Access to Justice

Sierra Club and Southern Border Communities Coalition v. Trump; State of California v. Trump

In Sierra Club and Southern Border Communities Coalition v. Trump and State of California v. Trump, the U.S. District Court for the Northern District of California considered whether President Trump can lawfully divert funds that Congress has appropriated for other purposes for the construction of a border wall between the U.S. and Mexico.

Case Summary

On February 15, 2019, President Trump declared a “national emergency” and directed that funds Congress appropriated for other purposes be diverted to build a so-called border wall between the U.S. and Mexico. A coalition of sixteen states, including California, as well as two organizations, the Sierra Club and the Southern Border Communities Coalition, respectively brought suits against the President and others in his Administration, arguing that this diversion of funds exceeds the President’s authority under various federal laws. On April 4, Plaintiffs in both cases filed motions for a preliminary injunction to stop the President from using funds to build the wall. On May 2, CAC filed an amici curiae brief on behalf of federal courts scholars in support of Plaintiffs’ motions.

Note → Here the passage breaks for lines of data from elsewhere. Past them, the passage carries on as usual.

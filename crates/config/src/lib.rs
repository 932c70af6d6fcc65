//! Configuration loading and management for ferriclaw.
//!
//! Loads configuration from `~/.ferriclaw/config.toml` with environment
//! variable overrides (`FERRICLAW_CONFIG` for the file location,
//! `FERRICLAW_API_KEY` for the provider key). Missing file yields
//! defaults; a malformed file is an error.

use serde::{Deserialize, Serialize};
use std::path::{Path, PathBuf};
use thiserror::Error;

#[derive(Debug, Error)]
pub enum ConfigError {
    #[error("Failed to read config file {path}: {source}")]
    Read {
        path: String,
        source: std::io::Error,
    },

    #[error("Failed to parse config file {path}: {source}")]
    Parse {
        path: String,
        source: toml::de::Error,
    },

    #[error("Failed to write config file {path}: {source}")]
    Write {
        path: String,
        source: std::io::Error,
    },

    #[error("Failed to render config: {0}")]
    Render(#[from] toml::ser::Error),
}

/// The root configuration structure, mapping to `config.toml`.
#[derive(Clone, Serialize, Deserialize, Default)]
pub struct AppConfig {
    /// Workspace directory; defaults to `~/.ferriclaw/workspace`
    #[serde(default, skip_serializing_if = "Option::is_none")]
    pub workspace: Option<PathBuf>,

    #[serde(default)]
    pub provider: ProviderConfig,

    #[serde(default)]
    pub api: ApiConfig,

    #[serde(default)]
    pub agent: AgentConfig,

    #[serde(default)]
    pub swarm: SwarmConfig,

    #[serde(default)]
    pub knowledge: KnowledgeConfig,

    #[serde(default)]
    pub heartbeat: HeartbeatConfig,
}

#[derive(Clone, Serialize, Deserialize)]
pub struct ProviderConfig {
    /// Provider name, informational ("openrouter", "openai", "ollama")
    #[serde(default = "default_provider_name")]
    pub name: String,

    #[serde(default, skip_serializing_if = "Option::is_none")]
    pub api_key: Option<String>,

    #[serde(default = "default_api_base")]
    pub api_base: String,

    #[serde(default = "default_model")]
    pub model: String,

    #[serde(default = "default_temperature")]
    pub temperature: f32,

    #[serde(default = "default_max_tokens")]
    pub max_tokens: u32,
}

fn default_provider_name() -> String {
    "openrouter".into()
}
fn default_api_base() -> String {
    "https://openrouter.ai/api/v1".into()
}
fn default_model() -> String {
    "anthropic/claude-sonnet-4".into()
}
fn default_temperature() -> f32 {
    0.7
}
fn default_max_tokens() -> u32 {
    4096
}

impl Default for ProviderConfig {
    fn default() -> Self {
        Self {
            name: default_provider_name(),
            api_key: None,
            api_base: default_api_base(),
            model: default_model(),
            temperature: default_temperature(),
            max_tokens: default_max_tokens(),
        }
    }
}

impl std::fmt::Debug for ProviderConfig {
    fn fmt(&self, f: &mut std::fmt::Formatter<'_>) -> std::fmt::Result {
        f.debug_struct("ProviderConfig")
            .field("name", &self.name)
            .field("api_key", &redact(&self.api_key))
            .field("api_base", &self.api_base)
            .field("model", &self.model)
            .field("temperature", &self.temperature)
            .field("max_tokens", &self.max_tokens)
            .finish()
    }
}

fn redact(s: &Option<String>) -> &'static str {
    match s {
        Some(_) => "[REDACTED]",
        None => "None",
    }
}

impl std::fmt::Debug for AppConfig {
    fn fmt(&self, f: &mut std::fmt::Formatter<'_>) -> std::fmt::Result {
        f.debug_struct("AppConfig")
            .field("workspace", &self.workspace)
            .field("provider", &self.provider)
            .field("api", &self.api)
            .field("agent", &self.agent)
            .field("swarm", &self.swarm)
            .field("knowledge", &self.knowledge)
            .field("heartbeat", &self.heartbeat)
            .finish()
    }
}

#[derive(Clone, Serialize, Deserialize)]
pub struct ApiConfig {
    #[serde(default = "default_host")]
    pub host: String,

    #[serde(default = "default_port")]
    pub port: u16,

    /// Reserved for deployment auth middleware in front of the REST
    /// server. The server itself does not read it; every route is open.
    #[serde(default, skip_serializing_if = "Option::is_none")]
    pub api_key: Option<String>,
}

fn default_host() -> String {
    "127.0.0.1".into()
}
fn default_port() -> u16 {
    8788
}

impl Default for ApiConfig {
    fn default() -> Self {
        Self {
            host: default_host(),
            port: default_port(),
            api_key: None,
        }
    }
}

impl std::fmt::Debug for ApiConfig {
    fn fmt(&self, f: &mut std::fmt::Formatter<'_>) -> std::fmt::Result {
        f.debug_struct("ApiConfig")
            .field("host", &self.host)
            .field("port", &self.port)
            .field("api_key", &redact(&self.api_key))
            .finish()
    }
}

#[derive(Debug, Clone, Serialize, Deserialize)]
pub struct AgentConfig {
    /// Tool loop iteration cap for direct processing
    #[serde(default = "default_agent_iterations")]
    pub max_iterations: u32,

    /// Live session ceiling before LRU eviction
    #[serde(default = "default_session_cap")]
    pub session_cap: usize,
}

fn default_agent_iterations() -> u32 {
    25
}
fn default_session_cap() -> usize {
    1024
}

impl Default for AgentConfig {
    fn default() -> Self {
        Self {
            max_iterations: default_agent_iterations(),
            session_cap: default_session_cap(),
        }
    }
}

#[derive(Debug, Clone, Serialize, Deserialize)]
pub struct SwarmConfig {
    /// Tool loop iteration cap for subagents
    #[serde(default = "default_swarm_iterations")]
    pub max_iterations: u32,
}

fn default_swarm_iterations() -> u32 {
    10
}

impl Default for SwarmConfig {
    fn default() -> Self {
        Self {
            max_iterations: default_swarm_iterations(),
        }
    }
}

#[derive(Debug, Clone, Serialize, Deserialize)]
pub struct KnowledgeConfig {
    #[serde(default = "default_chunk_size")]
    pub chunk_size: usize,

    #[serde(default = "default_chunk_overlap")]
    pub chunk_overlap: usize,
}

fn default_chunk_size() -> usize {
    1000
}
fn default_chunk_overlap() -> usize {
    200
}

impl Default for KnowledgeConfig {
    fn default() -> Self {
        Self {
            chunk_size: default_chunk_size(),
            chunk_overlap: default_chunk_overlap(),
        }
    }
}

#[derive(Debug, Clone, Serialize, Deserialize)]
pub struct HeartbeatConfig {
    #[serde(default)]
    pub enabled: bool,

    /// Interval between heartbeats; clamped to a 5 minute floor by the
    /// runner
    #[serde(default = "default_heartbeat_minutes")]
    pub interval_minutes: u64,
}

fn default_heartbeat_minutes() -> u64 {
    30
}

impl Default for HeartbeatConfig {
    fn default() -> Self {
        Self {
            enabled: false,
            interval_minutes: default_heartbeat_minutes(),
        }
    }
}

impl AppConfig {
    /// Default config file location: `~/.ferriclaw/config.toml`, or the
    /// `FERRICLAW_CONFIG` env override.
    pub fn default_path() -> PathBuf {
        if let Ok(path) = std::env::var("FERRICLAW_CONFIG") {
            return PathBuf::from(path);
        }
        dirs::home_dir()
            .unwrap_or_else(|| PathBuf::from("."))
            .join(".ferriclaw")
            .join("config.toml")
    }

    /// Load from the default location. A missing file yields defaults.
    pub fn load() -> Result<Self, ConfigError> {
        Self::load_from(&Self::default_path())
    }

    /// Load from a specific path, applying env overrides afterwards.
    pub fn load_from(path: &Path) -> Result<Self, ConfigError> {
        let mut config = if path.exists() {
            let raw = std::fs::read_to_string(path).map_err(|source| ConfigError::Read {
                path: path.display().to_string(),
                source,
            })?;
            toml::from_str(&raw).map_err(|source| ConfigError::Parse {
                path: path.display().to_string(),
                source,
            })?
        } else {
            tracing::debug!(path = %path.display(), "No config file, using defaults");
            Self::default()
        };

        if let Ok(key) = std::env::var("FERRICLAW_API_KEY") {
            if !key.is_empty() {
                config.provider.api_key = Some(key);
            }
        }

        Ok(config)
    }

    /// Write this config to a path, creating parent directories.
    pub fn save_to(&self, path: &Path) -> Result<(), ConfigError> {
        let rendered = toml::to_string_pretty(self)?;
        if let Some(parent) = path.parent() {
            std::fs::create_dir_all(parent).map_err(|source| ConfigError::Write {
                path: path.display().to_string(),
                source,
            })?;
        }
        std::fs::write(path, rendered).map_err(|source| ConfigError::Write {
            path: path.display().to_string(),
            source,
        })
    }

    /// The resolved workspace directory.
    pub fn workspace_path(&self) -> PathBuf {
        self.workspace.clone().unwrap_or_else(|| {
            dirs::home_dir()
                .unwrap_or_else(|| PathBuf::from("."))
                .join(".ferriclaw")
                .join("workspace")
        })
    }
}

#[cfg(test)]
mod tests {
    use super::*;

    #[test]
    fn defaults_are_sane() {
        let config = AppConfig::default();
        assert_eq!(config.agent.max_iterations, 25);
        assert_eq!(config.swarm.max_iterations, 10);
        assert_eq!(config.knowledge.chunk_size, 1000);
        assert_eq!(config.knowledge.chunk_overlap, 200);
        assert_eq!(config.agent.session_cap, 1024);
        assert!(!config.heartbeat.enabled);
    }

    #[test]
    fn missing_file_yields_defaults() {
        let config =
            AppConfig::load_from(Path::new("/nonexistent/ferriclaw/config.toml")).unwrap();
        assert_eq!(config.api.port, 8788);
    }

    #[test]
    fn roundtrip_through_toml() {
        let dir = tempfile::tempdir().unwrap();
        let path = dir.path().join("config.toml");

        let mut config = AppConfig::default();
        config.provider.model = "test/model".into();
        config.api.port = 9999;
        config.save_to(&path).unwrap();

        let loaded = AppConfig::load_from(&path).unwrap();
        assert_eq!(loaded.provider.model, "test/model");
        assert_eq!(loaded.api.port, 9999);
    }

    #[test]
    fn partial_file_fills_defaults() {
        let dir = tempfile::tempdir().unwrap();
        let path = dir.path().join("config.toml");
        std::fs::write(&path, "[provider]\nmodel = \"x/y\"\n").unwrap();

        let loaded = AppConfig::load_from(&path).unwrap();
        assert_eq!(loaded.provider.model, "x/y");
        assert_eq!(loaded.agent.max_iterations, 25);
    }

    #[test]
    fn debug_redacts_api_key() {
        let mut config = AppConfig::default();
        config.provider.api_key = Some("sk-secret".into());
        let rendered = format!("{config:?}");
        assert!(!rendered.contains("sk-secret"));
        assert!(rendered.contains("[REDACTED]"));
    }
}
//! BM25 knowledge store.
//!
//! Documents live in named collections. Each collection is a keyword
//! index at chunk granularity, ranked with Okapi BM25 and persisted as a
//! single JSON file (`<base>/<collection>.index.json`) after every write.

pub mod index;
pub mod store;

pub use index::{Chunk, ChunkerConfig, Document, Index, SearchResult};
pub use store::{Collection, Store};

CAC’s amici curiae brief addresses one of the main arguments made by the government in the Sierra Club and Southern Border Communities Coalition case—namely, that plaintiffs cannot challenge the legality of this executive action in court because no specific statute expressly provides them a cause of action.  Our brief explains why the government’s argument is wrong.  First, there is a long history of lawsuits in English law in which courts granted equitable remedies like injunctive relief to restrain unlawful executive action, including against the Crown, and this was true even when the common law did not provide an express remedy.  Second, the practice of granting equitable remedies without a statutory cause of action when plaintiffs challenge illegal executive action continued in the United States, and the Supreme Court has repeatedly recognized that redressing such claims is within the equitable power of the federal courts.  Finally, the government seeks to narrow the ability of courts to issue such equitable relief, but the restrictive standard the government would apply to all claims for equitable relief in reality is required only for one narrow subclass of equitable review: cases in which Congress creates statutory rights and establishes a judicial review scheme that implicitly precludes other modes of enforcing those rights.  No such judicial review scheme exists here.  For those reasons, our brief argues that the Court can and should hear this case on the merits.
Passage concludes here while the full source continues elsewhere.